"...oceans of space and time...stars like grains of sand."
-SM Stirling, The Desert And The Blade (New York, 2016), Chapter Seventeen, p. 362.
Sf authors consciously write against this cosmic background even if they do not always make it explicit. See "...And Stars As Sand Or Stage" here and "Imaginary Science?" here. CS Lewis' character, Ransom, had problems with cosmic vastness but most of us welcome it. Here is an article on how many galaxies there are.
An Isaac Asimov title is The Stars Like Dust whereas a Brian Aldiss title is Galaxies Like Grains Of Sand!
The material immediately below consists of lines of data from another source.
pub mod ols;
pub mod ops;

use serde::Serialize;

pub use ols::{fit_closed_form, Sums};

/// A fitted line `income = slope * age + intercept`.
#[derive(Debug, Clone, Copy, PartialEq, Default, Serialize)]
pub struct Fit {
    pub intercept: f64,
    pub slope: f64,
}

impl Fit {
    pub fn new(intercept: f64, slope: f64) -> Self {
        Self { intercept, slope }
    }

    #[inline]
    pub fn predict(&self, age: f64) -> f64 {
        self.slope * age + self.intercept
    }

    /// Largest absolute difference between the two coefficients of `self` and `other`.
    pub fn max_abs_diff(&self, other: &Fit) -> f64 {
        (self.intercept - other.intercept)
            .abs()
            .max((self.slope - other.slope).abs())
    }
}
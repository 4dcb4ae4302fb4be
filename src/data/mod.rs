pub mod dataset;
pub mod loader;

pub use dataset::{Dataset, Sample};
pub use loader::{load_samples, read_rows};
Four sf novels that do show us a multiplicity of galaxies, and not just in their titles, are:
Tau Zero by Poul Anderson;
World Without Stars by Poul Anderson;
The Triumph Of Time by James Blish;
Into Deepest Space by Fred Hoyle and Geoffrey Hoyle.
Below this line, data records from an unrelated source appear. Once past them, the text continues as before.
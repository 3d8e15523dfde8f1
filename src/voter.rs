// ==============================================================================
// voter.rs - Per-Residue Quorum Voting
// ==============================================================================
// Description: Turns a prediction matrix into a raw binary consensus track
// Author: Matt Barham
// Created: 2026-09-29
// Modified: 2026-10-08
// Version: 1.0.0
// ==============================================================================
// Algorithm:
//   For each residue i:
//   - v[i] = predictors calling i disordered, n[i] = predictors with a call
//   - disordered iff v[i] >= ceil(q * n[i])
//   - n[i] == 0 -> ordered, diagnostic recorded
// ==============================================================================

use serde::{Deserialize, Serialize};
use tracing::{debug, warn};

use crate::config::{Quorum, ThresholdTable};
use crate::models::{ConsensusTrack, DisorderState, PredictionMatrix, PredictorGroup, ResidueVotes};

/// Non-fatal condition found while voting
#[derive(Debug, Clone, PartialEq, Eq, Serialize, Deserialize)]
#[serde(tag = "kind", rename_all = "snake_case")]
pub enum Diagnostic {
    /// Every predictor abstained; residue defaulted to ordered (1-based)
    AllAbstained { position: usize },
}

/// Raw track plus the tallies it was derived from
#[derive(Debug, Clone, PartialEq)]
pub struct VoteOutcome {
    pub track: ConsensusTrack,
    pub votes: Vec<ResidueVotes>,
    pub diagnostics: Vec<Diagnostic>,
}

/// Quorum voter for one predictor group
#[derive(Debug, Clone, Copy)]
pub struct Voter {
    quorum: Quorum,
}

impl Voter {
    pub fn new(quorum: Quorum) -> Self {
        Self { quorum }
    }

    /// Voter for a group looked up in a validated threshold table
    pub fn for_group(table: &ThresholdTable, group: PredictorGroup) -> Self {
        Self::new(table.quorum(group))
    }

    pub fn quorum(&self) -> Quorum {
        self.quorum
    }

    /// Vote every residue of the matrix
    ///
    /// # Arguments
    /// * `matrix` - Validated L x N prediction matrix
    ///
    /// # Returns
    /// * `VoteOutcome` - Raw track, per-residue tallies, abstention diagnostics
    pub fn vote(&self, matrix: &PredictionMatrix) -> VoteOutcome {
        let length = matrix.len();
        let mut states = Vec::with_capacity(length);
        let mut votes = Vec::with_capacity(length);
        let mut diagnostics = Vec::new();

        for position in 0..length {
            let tally = matrix.tally(position);

            if tally.called == 0 {
                warn!("All predictors abstained at residue {}, defaulting to ordered", position + 1);
                diagnostics.push(Diagnostic::AllAbstained { position: position + 1 });
            }

            states.push(DisorderState::from(self.quorum.is_met(tally.disordered, tally.called)));
            votes.push(tally);
        }

        let track = ConsensusTrack::new(states);
        debug!(
            "Voted {} residues over {} predictors: {} disordered (quorum {:.3})",
            length,
            matrix.predictor_count(),
            track.disordered_count(),
            self.quorum.fraction()
        );

        VoteOutcome { track, votes, diagnostics }
    }
}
Let's have more cosmic sf.
1 comment:
Kaor, Paul!
I absolutely agree! I would like more SF writers to again write stories set in interplanetary, interstellar, or even wider "cosmic" settings. There's only so much that can be gained from using dystopian themes like alleged "global warming" or "global freezing" (an early and GOOD example of the latter being FALLEN ANGELS, by Larry Niven, Jerry Pournelle, and Michael Flynn).
I don't deny changes in climate happens, but I do deny (as did the late Jerry Pournelle in massively detailed arguments) that we KNOW enough to definitively say if we have a problem. And we know even LESS what to do if there is. Pournelle argued that the question is too important for hysteria and hasty, panicked implementation of ill thought out, costly, and counter productive policies. To say nothing of how Pournelle suspected the motives of many of these global warmists, because their "proposals" favored MORE centralization of power in a bureaucratic state. And I agree with him!
And, we see Poul Anderson using the word "stars" in others of his works than the ones you listed. Such as the relatively early THE ENEMY STARS.